Before we talk about the eight ECMP paths let us have a closer look to the physical setup. For this exercise I have in my lab only 4 ESXi hosts available. Each host is equipped with four 1Gbit/s pNIC. Two of these ESXi hosts are purely used to provide CPU and memory resources to the edge node VMs and the other two ESXi hosts are prepared with NSX-T (NSX-T VIBs installed). The two "Edge" ESXi hosts have two vDS, each with 2 pNIC configured. The first vDS is used for vmk0 management, vMotion and IPStorage, the second vDS is used for the Tunnel End Point (TEP) encapsulated GENEVE traffic and the routed uplink(s) traffic towards the ToR switches. The edge node VM is acting as NSX-T transport nodes, they have typically two or three N-VDS embedded (future release will support a single N-VDS per edge node). The two compute hosts are prepared with NSX-T, they act also as transport nodes and they have a slightly different setup regarding vSwitches. The first vSwitch is again a vDS with two pNIC and is used for vmk0 management, vMotion and IPStorage. The other two pNIC are assigned to the NSX-T N-VDS and is responsible for the TEP traffic. The diagram below shows the simplified physical setup.
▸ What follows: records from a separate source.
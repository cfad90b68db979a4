//! Query lexer (tokenizer).
//!
//! Converts a query string into a stream of tokens for the parser. All
//! character-level rules live here: backslash escaping, quote stripping,
//! `/…/` regex delimiters and keyword recognition.

use std::{iter::Peekable, str::Chars};

use log::trace;

use crate::error::LexError;

/// A token in the query language.
#[derive(Debug, Clone, PartialEq, Eq)]
pub enum Token {
    /// Identifier directly followed by `:` (e.g. `message` in `message: x`).
    Field(String),

    /// The `:` separating a field from its value.
    Colon,

    /// A bare literal, escapes resolved.
    Term(String),

    /// A quoted literal (the quotes are stripped, content preserved).
    Phrase(String),

    /// A `/…/` delimited literal, delimiters stripped. Always a regex.
    Regex(String),

    /// An unquoted base-10 integer literal.
    Number(String),

    /// The AND keyword.
    And,

    /// The OR keyword.
    Or,

    /// The NOT keyword.
    Not,

    /// The TO keyword inside ranges.
    To,

    /// Left parenthesis.
    LParen,

    /// Right parenthesis.
    RParen,

    /// `[`, inclusive range start.
    LBracket,

    /// `]`, inclusive range end.
    RBracket,

    /// `{`, exclusive range start.
    LBrace,

    /// `}`, exclusive range end.
    RBrace,
}

/// A token with the byte position where it starts.
#[derive(Debug, Clone, PartialEq, Eq)]
pub struct Spanned {
    /// The token.
    pub token: Token,
    /// Byte position in input.
    pub position: usize,
}

/// Tokenizes a query string.
struct Lexer<'a> {
    /// Character iterator with one-character lookahead.
    chars: Peekable<Chars<'a>>,
    /// Current byte position in input.
    position: usize,
    /// Errors collected so far; lexing continues past them.
    errors: Vec<LexError>,
}

impl<'a> Lexer<'a> {
    /// Creates a new lexer for the given input.
    fn new(input: &'a str) -> Self {
        Self {
            chars: input.chars().peekable(),
            position: 0,
            errors: Vec::new(),
        }
    }

    /// Records an error at a specific position.
    fn error_at(&mut self, message: impl Into<String>, position: usize) {
        self.errors.push(LexError::new(message, position));
    }

    /// Tokenizes the entire input, returning all tokens or every error found.
    fn tokenize(mut self) -> Result<Vec<Spanned>, Vec<LexError>> {
        let mut tokens = Vec::new();

        while let Some(spanned) = self.next_token() {
            trace!("token {:?} at {}", spanned.token, spanned.position);
            tokens.push(spanned);
        }

        if self.errors.is_empty() {
            Ok(tokens)
        } else {
            Err(self.errors)
        }
    }

    /// Returns the next token, or None if at end of input.
    fn next_token(&mut self) -> Option<Spanned> {
        loop {
            self.skip_whitespace();

            let &ch = self.chars.peek()?;
            let position = self.position;

            let token = match ch {
                '(' => self.single(Token::LParen),
                ')' => self.single(Token::RParen),
                '[' => self.single(Token::LBracket),
                ']' => self.single(Token::RBracket),
                '{' => self.single(Token::LBrace),
                '}' => self.single(Token::RBrace),
                ':' => self.single(Token::Colon),
                '"' => self.read_quoted(),
                '/' => self.read_regex(),
                c if c.is_control() => {
                    self.advance();
                    self.error_at(format!("unexpected character {c:?}"), position);
                    None
                }
                _ => self.read_word(),
            };

            if let Some(token) = token {
                return Some(Spanned { token, position });
            }
        }
    }

    /// Consumes one character and returns the given token.
    fn single(&mut self, token: Token) -> Option<Token> {
        self.advance();
        Some(token)
    }

    /// Reads a quoted literal.
    ///
    /// Escapes are resolved first; if the result is wrapped in slashes the
    /// literal is a regex, so `"/.*/"`, `"\/.*/"` and `/.*/` are equivalent.
    /// A literal backslash before the slash (`"\\/…/"`) keeps it a phrase.
    fn read_quoted(&mut self) -> Option<Token> {
        let start_pos = self.position;
        self.advance(); // consume opening quote

        let mut content = String::new();

        loop {
            match self.chars.peek() {
                Some(&'"') => {
                    self.advance(); // consume closing quote
                    break;
                }
                Some(&'\\') => {
                    self.advance();
                    let Some(&escaped) = self.chars.peek() else {
                        self.error_at("unclosed quote", start_pos);
                        return None;
                    };
                    content.push(escaped);
                    self.advance();
                }
                Some(&ch) => {
                    content.push(ch);
                    self.advance();
                }
                None => {
                    self.error_at("unclosed quote", start_pos);
                    return None;
                }
            }
        }

        let is_regex = content.len() >= 2 && content.starts_with('/') && content.ends_with('/');

        if is_regex {
            Some(Token::Regex(content[1..content.len() - 1].to_string()))
        } else {
            Some(Token::Phrase(content))
        }
    }

    /// Reads an unquoted `/…/` regex literal.
    ///
    /// Inside the delimiters only `\/` is unescaped; every other backslash
    /// sequence is passed through for the regex engine.
    fn read_regex(&mut self) -> Option<Token> {
        let start_pos = self.position;
        self.advance(); // consume opening slash

        let mut body = String::new();

        loop {
            match self.chars.peek() {
                Some(&'/') => {
                    self.advance(); // consume closing slash
                    return Some(Token::Regex(body));
                }
                Some(&'\\') => {
                    self.advance();
                    match self.chars.peek() {
                        Some(&'/') => body.push('/'),
                        Some(&ch) => {
                            body.push('\\');
                            body.push(ch);
                        }
                        None => continue,
                    }
                    self.advance();
                }
                Some(&ch) => {
                    body.push(ch);
                    self.advance();
                }
                None => {
                    self.error_at("unterminated regular expression", start_pos);
                    return None;
                }
            }
        }
    }

    /// Reads a field name, keyword, number or bare literal.
    fn read_word(&mut self) -> Option<Token> {
        let start_pos = self.position;
        let mut word = String::new();
        let mut escaped = false;
        // Open `[` classes inside the word, so `a[!b]` stays one literal.
        let mut class_depth = 0usize;

        while let Some(&ch) = self.chars.peek() {
            match ch {
                '\\' => {
                    self.advance();
                    let Some(&next) = self.chars.peek() else {
                        self.error_at("escape at end of input", start_pos);
                        return None;
                    };
                    word.push(next);
                    escaped = true;
                    self.advance();
                    continue;
                }
                '[' => class_depth += 1,
                ']' if class_depth > 0 => class_depth -= 1,
                c if c.is_whitespace() || c.is_control() => break,
                '(' | ')' | ']' | '{' | '}' | ':' | '"' => break,
                _ => {}
            }
            word.push(ch);
            self.advance();
        }

        if word.is_empty() {
            return None;
        }

        if self.chars.peek() == Some(&':') {
            return Some(Token::Field(word));
        }

        if escaped {
            return Some(Token::Term(word));
        }

        if word.eq_ignore_ascii_case("AND") {
            return Some(Token::And);
        }
        if word.eq_ignore_ascii_case("OR") {
            return Some(Token::Or);
        }
        if word.eq_ignore_ascii_case("NOT") {
            return Some(Token::Not);
        }
        if word == "TO" {
            return Some(Token::To);
        }
        if is_integer(&word) {
            return Some(Token::Number(word));
        }

        Some(Token::Term(word))
    }

    /// Skips whitespace characters.
    fn skip_whitespace(&mut self) {
        while let Some(&ch) = self.chars.peek() {
            if ch.is_whitespace() {
                self.advance();
            } else {
                break;
            }
        }
    }

    /// Advances to the next character.
    fn advance(&mut self) {
        if let Some(ch) = self.chars.next() {
            self.position += ch.len_utf8();
        }
    }
}

/// Returns true for an optionally signed run of ASCII digits.
fn is_integer(word: &str) -> bool {
    let digits = word.strip_prefix('-').unwrap_or(word);
    !digits.is_empty() && digits.bytes().all(|b| b.is_ascii_digit())
}

/// Tokenizes a query string.
///
/// Lexing continues past errors so that every problem in the input is
/// reported at once.
pub fn tokenize(input: &str) -> Result<Vec<Spanned>, Vec<LexError>> {
    Lexer::new(input).tokenize()
}
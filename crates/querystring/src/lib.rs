//! Lucene-style query string parsing.
//!
//! Turns a boolean search expression into a [`Condition`] tree for a
//! matching engine to evaluate:
//!
//! - **Match**: `message: error` or `message: "disk full"`
//! - **Wildcards**: `host: web-*` or `code: E[0-9]?`
//! - **Regular expressions**: `path: /api\/v[12]/`
//! - **Ranges**: `status: [400 TO 500}`, `ts: ["2020-01-01T00:00:00Z" TO *]`
//! - **Numbers**: `status: 404` (an inclusive single-value range)
//! - **Boolean logic**: `AND`, `OR`, `NOT` (any case) and parentheses
//!
//! A backslash escapes the next character.
//!
//! # Example
//!
//! ```
//! use querystring::{Condition, parse};
//!
//! let cond = parse("level: error AND NOT (host: web-* OR status: [500 TO 599])").unwrap();
//! assert!(matches!(cond, Some(Condition::And { .. })));
//! ```

#![warn(missing_docs)]

mod classify;
mod condition;
mod error;
mod lexer;
mod options;
mod parser;
mod range;

pub use classify::{classify, new_string_condition};
pub use condition::{
    Condition, FieldableCondition, LeafCondition, MatchCondition, NumberRangeCondition,
    RegexPattern, RegexpCondition, TimeRangeCondition, WildcardCondition, WildcardPattern,
};
pub use error::{
    ClassifyError, LexError, OptionsError, ParseError, QueryError, QueryErrorKind, QueryIssue,
};
pub use lexer::{Spanned, Token, tokenize};
pub use options::ParseOptions;
pub use parser::{parse, parse_with};
pub use range::{Bound, build_range, number_range, time_range};
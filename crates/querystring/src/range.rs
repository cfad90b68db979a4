//! Range construction.
//!
//! Numeric bounds are parsed as base-10 `i64` when the range is built.
//! Temporal bounds are kept as written.

use crate::{
    condition::{LeafCondition, NumberRangeCondition, TimeRangeCondition},
    error::ParseError,
};

/// One side of a range as it appeared in the query.
#[derive(Debug, Clone, PartialEq, Eq)]
pub enum Bound {
    /// `*`: no limit on this side.
    Unbounded,
    /// An unquoted integer literal.
    Number(String),
    /// A quoted timestamp literal.
    Time(String),
}

/// Builds a numeric range from optional integer literals.
pub fn number_range(
    start: Option<&str>,
    end: Option<&str>,
    include_start: bool,
    include_end: bool,
) -> Result<NumberRangeCondition, ParseError> {
    Ok(NumberRangeCondition::new(
        start.map(parse_int).transpose()?,
        end.map(parse_int).transpose()?,
        include_start,
        include_end,
    ))
}

/// Builds a temporal range. The bounds are not validated.
pub fn time_range(
    start: Option<&str>,
    end: Option<&str>,
    include_start: bool,
    include_end: bool,
) -> TimeRangeCondition {
    TimeRangeCondition::new(
        start.map(str::to_string),
        end.map(str::to_string),
        include_start,
        include_end,
    )
}

/// Builds the range leaf for a pair of bounds.
///
/// Two numbers (or `*`) make a numeric range; a timestamp on either side
/// makes a temporal one. `[* TO *]` is numeric. Mixing a number with a
/// timestamp is an error.
pub fn build_range(
    start: &Bound,
    end: &Bound,
    include_start: bool,
    include_end: bool,
) -> Result<LeafCondition, ParseError> {
    match (start, end) {
        (Bound::Number(_), Bound::Time(_)) | (Bound::Time(_), Bound::Number(_)) => {
            Err(ParseError::syntax(
                "range bounds mix a number and a timestamp",
                None,
            ))
        }
        (Bound::Time(_), _) | (_, Bound::Time(_)) => Ok(LeafCondition::TimeRange(time_range(
            start.as_time(),
            end.as_time(),
            include_start,
            include_end,
        ))),
        _ => Ok(LeafCondition::NumberRange(number_range(
            start.as_number(),
            end.as_number(),
            include_start,
            include_end,
        )?)),
    }
}

impl Bound {
    /// The literal if this is a number bound.
    fn as_number(&self) -> Option<&str> {
        match self {
            Self::Number(s) => Some(s),
            _ => None,
        }
    }

    /// The literal if this is a timestamp bound.
    fn as_time(&self) -> Option<&str> {
        match self {
            Self::Time(s) => Some(s),
            _ => None,
        }
    }
}

/// Parses a base-10 `i64`.
fn parse_int(literal: &str) -> Result<i64, ParseError> {
    literal
        .parse::<i64>()
        .map_err(|e| ParseError::number(literal, e))
}
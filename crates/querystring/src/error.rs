//! Error types for query lexing, parsing and option loading.
//!
//! Every layer reports its own error type; [`QueryError`] is the single
//! aggregated value returned from [`parse`](crate::parse).

use std::{error::Error as StdError, fmt, io, path::PathBuf};

use thiserror::Error;
use toml::de;

/// The category of a problem found in a query.
#[derive(Debug, Clone, Copy, PartialEq, Eq)]
pub enum QueryErrorKind {
    /// Tokenization failed (unterminated quote, unknown character).
    Lexical,
    /// The token stream does not form a valid query.
    Syntax,
    /// A regular expression or wildcard pattern failed to compile.
    PatternCompile,
    /// A range bound is not a valid base-10 64-bit integer.
    NumericFormat,
}

impl QueryErrorKind {
    /// Short label used when rendering messages.
    fn label(self) -> &'static str {
        match self {
            Self::Lexical => "lexical error",
            Self::Syntax => "syntax error",
            Self::PatternCompile => "pattern error",
            Self::NumericFormat => "numeric format error",
        }
    }
}

/// Lexer error with position information.
#[derive(Debug, Clone, PartialEq, Eq, Error)]
#[error("{message} at position {position}")]
pub struct LexError {
    /// Error message.
    pub message: String,
    /// Byte position in input where error occurred.
    pub position: usize,
}

impl LexError {
    /// Creates a new lexer error.
    pub fn new(message: impl Into<String>, position: usize) -> Self {
        Self {
            message: message.into(),
            position,
        }
    }
}

/// A pattern that could not be compiled by the value classifier.
#[derive(Debug, Error)]
pub enum ClassifyError {
    /// The regular expression is invalid.
    #[error("invalid regular expression '{pattern}': {source}")]
    InvalidRegex {
        /// The rejected pattern.
        pattern: String,
        /// Underlying regex error.
        source: regex::Error,
    },

    /// The wildcard glob is invalid.
    #[error("invalid wildcard pattern '{pattern}': {source}")]
    InvalidWildcard {
        /// The rejected pattern.
        pattern: String,
        /// Underlying glob error.
        source: globset::Error,
    },
}

/// A fault raised while reducing the token stream.
///
/// Construction helpers return this from deep inside the grammar; it is
/// propagated unchanged to [`parse`](crate::parse), which turns it into a
/// [`QueryError`].
#[derive(Debug, Clone, PartialEq, Eq, Error)]
#[error("{message}")]
pub struct ParseError {
    /// What went wrong.
    pub kind: QueryErrorKind,
    /// Error message.
    pub message: String,
    /// Byte position in input of the offending token (if known).
    pub position: Option<usize>,
}

impl ParseError {
    /// Creates a syntax error.
    pub fn syntax(message: impl Into<String>, position: Option<usize>) -> Self {
        Self {
            kind: QueryErrorKind::Syntax,
            message: message.into(),
            position,
        }
    }

    /// Creates a numeric format error for a range bound literal.
    pub fn number(literal: &str, reason: impl fmt::Display) -> Self {
        Self {
            kind: QueryErrorKind::NumericFormat,
            message: format!("invalid integer '{literal}': {reason}"),
            position: None,
        }
    }

    /// Attaches a position if none is set yet.
    pub fn at(mut self, position: usize) -> Self {
        self.position.get_or_insert(position);
        self
    }
}

impl From<ClassifyError> for ParseError {
    fn from(err: ClassifyError) -> Self {
        Self {
            kind: QueryErrorKind::PatternCompile,
            message: err.to_string(),
            position: None,
        }
    }
}

/// One problem found in a query.
#[derive(Debug, Clone, PartialEq, Eq)]
pub struct QueryIssue {
    /// The category of the problem.
    pub kind: QueryErrorKind,
    /// Human-readable message.
    pub message: String,
    /// Byte position in the query (if known).
    pub position: Option<usize>,
}

impl fmt::Display for QueryIssue {
    fn fmt(&self, f: &mut fmt::Formatter<'_>) -> fmt::Result {
        write!(f, "{}: {}", self.kind.label(), self.message)?;
        if let Some(pos) = self.position {
            write!(f, " at position {pos}")?;
        }
        Ok(())
    }
}

impl From<LexError> for QueryIssue {
    fn from(err: LexError) -> Self {
        Self {
            kind: QueryErrorKind::Lexical,
            message: err.message,
            position: Some(err.position),
        }
    }
}

impl From<ParseError> for QueryIssue {
    fn from(err: ParseError) -> Self {
        Self {
            kind: err.kind,
            message: err.message,
            position: err.position,
        }
    }
}

/// The aggregated failure of a single parse call.
///
/// Holds the original query and every problem that was collected. The
/// `Display` form lists one issue per line.
#[derive(Debug, Clone, PartialEq, Eq)]
pub struct QueryError {
    /// The original query string.
    query: String,
    /// Collected issues, never empty.
    issues: Vec<QueryIssue>,
}

impl QueryError {
    /// Creates an error from a list of issues.
    pub(crate) fn new(query: &str, issues: Vec<QueryIssue>) -> Self {
        debug_assert!(!issues.is_empty());
        Self {
            query: query.to_string(),
            issues,
        }
    }

    /// Creates an error from lexer errors.
    pub(crate) fn lex(query: &str, errors: Vec<LexError>) -> Self {
        Self::new(query, errors.into_iter().map(QueryIssue::from).collect())
    }

    /// Creates an error from a grammar fault.
    pub(crate) fn parse(query: &str, error: ParseError) -> Self {
        Self::new(query, vec![QueryIssue::from(error)])
    }

    /// The query that failed to parse.
    pub fn query(&self) -> &str {
        &self.query
    }

    /// Every collected issue, in the order found.
    pub fn issues(&self) -> &[QueryIssue] {
        &self.issues
    }

    /// The kind of the first issue.
    pub fn kind(&self) -> QueryErrorKind {
        self.issues
            .first()
            .map_or(QueryErrorKind::Syntax, |issue| issue.kind)
    }

    /// Returns the first message without context.
    pub fn message(&self) -> &str {
        self.issues.first().map_or("", |issue| issue.message.as_str())
    }

    /// Formats the error with the query and a position indicator under the
    /// first positioned issue.
    pub fn format_with_context(&self) -> String {
        let mut result = self.to_string();
        result.push_str(&format!("\n  {}", self.query));
        if let Some(pos) = self.issues.iter().find_map(|issue| issue.position) {
            let clamped = pos.min(self.query.len());
            result.push_str(&format!("\n  {}^", " ".repeat(clamped)));
        }
        if let Some(hint) = self.suggestion() {
            result.push_str(&format!("\nhint: {hint}"));
        }
        result
    }

    /// Returns a suggestion for common errors.
    pub fn suggestion(&self) -> Option<&'static str> {
        let issue = self.issues.first()?;
        match issue.kind {
            QueryErrorKind::Lexical if issue.message.contains("unclosed quote") => {
                Some("Add a closing quote (\") to complete the value")
            }
            QueryErrorKind::Syntax if issue.message.contains("closing parenthesis") => {
                Some("Add a closing parenthesis ) to match the opening one")
            }
            QueryErrorKind::Syntax if issue.message.contains("expected TO") => {
                Some("Ranges are written as field: [start TO end]")
            }
            QueryErrorKind::Syntax if issue.message.contains("field name") => {
                Some("Values need a field, e.g. 'message: error'")
            }
            QueryErrorKind::PatternCompile => {
                Some("Escape special characters with a backslash or quote the value")
            }
            _ => None,
        }
    }
}

impl fmt::Display for QueryError {
    fn fmt(&self, f: &mut fmt::Formatter<'_>) -> fmt::Result {
        for (i, issue) in self.issues.iter().enumerate() {
            if i > 0 {
                writeln!(f)?;
            }
            write!(f, "{issue}")?;
        }
        Ok(())
    }
}

impl StdError for QueryError {}

/// Errors that can occur when loading parse options.
#[derive(Debug, Error)]
pub enum OptionsError {
    /// Failed to read an options file.
    #[error("failed to read options file {path}: {source}")]
    ReadFile {
        /// Path to the file that could not be read.
        path: PathBuf,
        /// Underlying I/O error.
        source: io::Error,
    },

    /// Failed to parse TOML options.
    #[error("failed to parse options: {source}")]
    ParseToml {
        /// Underlying TOML parse error.
        source: de::Error,
    },
}

#[cfg(test)]
mod tests {
    use super::*;

    #[test]
    fn lex_issue_display() {
        let err = QueryError::lex("a: \"hello", vec![LexError::new("unclosed quote", 3)]);
        assert_eq!(err.to_string(), "lexical error: unclosed quote at position 3");
        assert_eq!(err.kind(), QueryErrorKind::Lexical);
    }

    #[test]
    fn issues_joined_by_newline() {
        let err = QueryError::lex(
            "a\u{1} b\u{2}",
            vec![
                LexError::new("unexpected character '\\u{1}'", 1),
                LexError::new("unexpected character '\\u{2}'", 4),
            ],
        );
        let display = err.to_string();
        assert_eq!(display.lines().count(), 2);
        assert_eq!(err.issues().len(), 2);
    }

    #[test]
    fn context_has_caret() {
        let err = QueryError::parse(
            "(a: b",
            ParseError::syntax("expected closing parenthesis", Some(5)),
        );
        let display = err.format_with_context();
        assert!(display.contains("expected closing parenthesis"));
        assert!(display.contains("  (a: b"));
        assert!(display.contains("     ^"));
        assert!(display.contains("hint:"));
    }

    #[test]
    fn caret_clamped_to_query() {
        let err = QueryError::parse("a", ParseError::syntax("boom", Some(40)));
        assert!(err.format_with_context().ends_with("  ^"));
    }

    #[test]
    fn at_keeps_first_position() {
        let err = ParseError::syntax("x", Some(2)).at(7);
        assert_eq!(err.position, Some(2));
        let err = ParseError::syntax("x", None).at(7);
        assert_eq!(err.position, Some(7));
    }

    #[test]
    fn number_error_names_literal() {
        let err = ParseError::number("99999999999999999999", "number too large");
        assert_eq!(err.kind, QueryErrorKind::NumericFormat);
        assert!(err.message.contains("99999999999999999999"));
    }

    #[test]
    fn message_extraction() {
        let err = QueryError::parse("q", ParseError::syntax("test message", None));
        assert_eq!(err.message(), "test message");
        assert_eq!(err.query(), "q");
        assert!(err.suggestion().is_none());
    }
}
As you could easily see, the two "Edge" vSphere hosts have totally eight edge node VMs installed. This is a purpose-built "Edge" vSphere cluster to serve edge node VMs only. Is this kind of deployment recommend in a real customer deployment? It depends :-)
To have 4 pNICs probably is a good choice, but most likely are 10Gbit/s or 25Gbit/s interfaces instead 1Gbit/s interfaces preferred respective required for high bandwidth throughput. When you host more than one edge node VM per ESXi hosts, then I recommend to use at least 25Gbit/s interfaces. As our focus is on maximizing throughput and resiliency, a customer deployment would have likely 4 or more ESXi hosts for the Edge" vSphere cluster. Other aspects should be consider as well, like the used storage system (e.g vSAN), operational aspects (e.g. maintenance mode) or vSphere cluster settings. For this lab are "small" sized edge node VM used; real deployment should use "large" sized edge node VM where maximal throughput is required. To have a dedicated purpose-built "Edge" vSphere cluster can be considered as best practice when maximal throughput and highest resiliency along with operation simplification is required. Here two additional diagrams from the edge node VM deployment in my lab.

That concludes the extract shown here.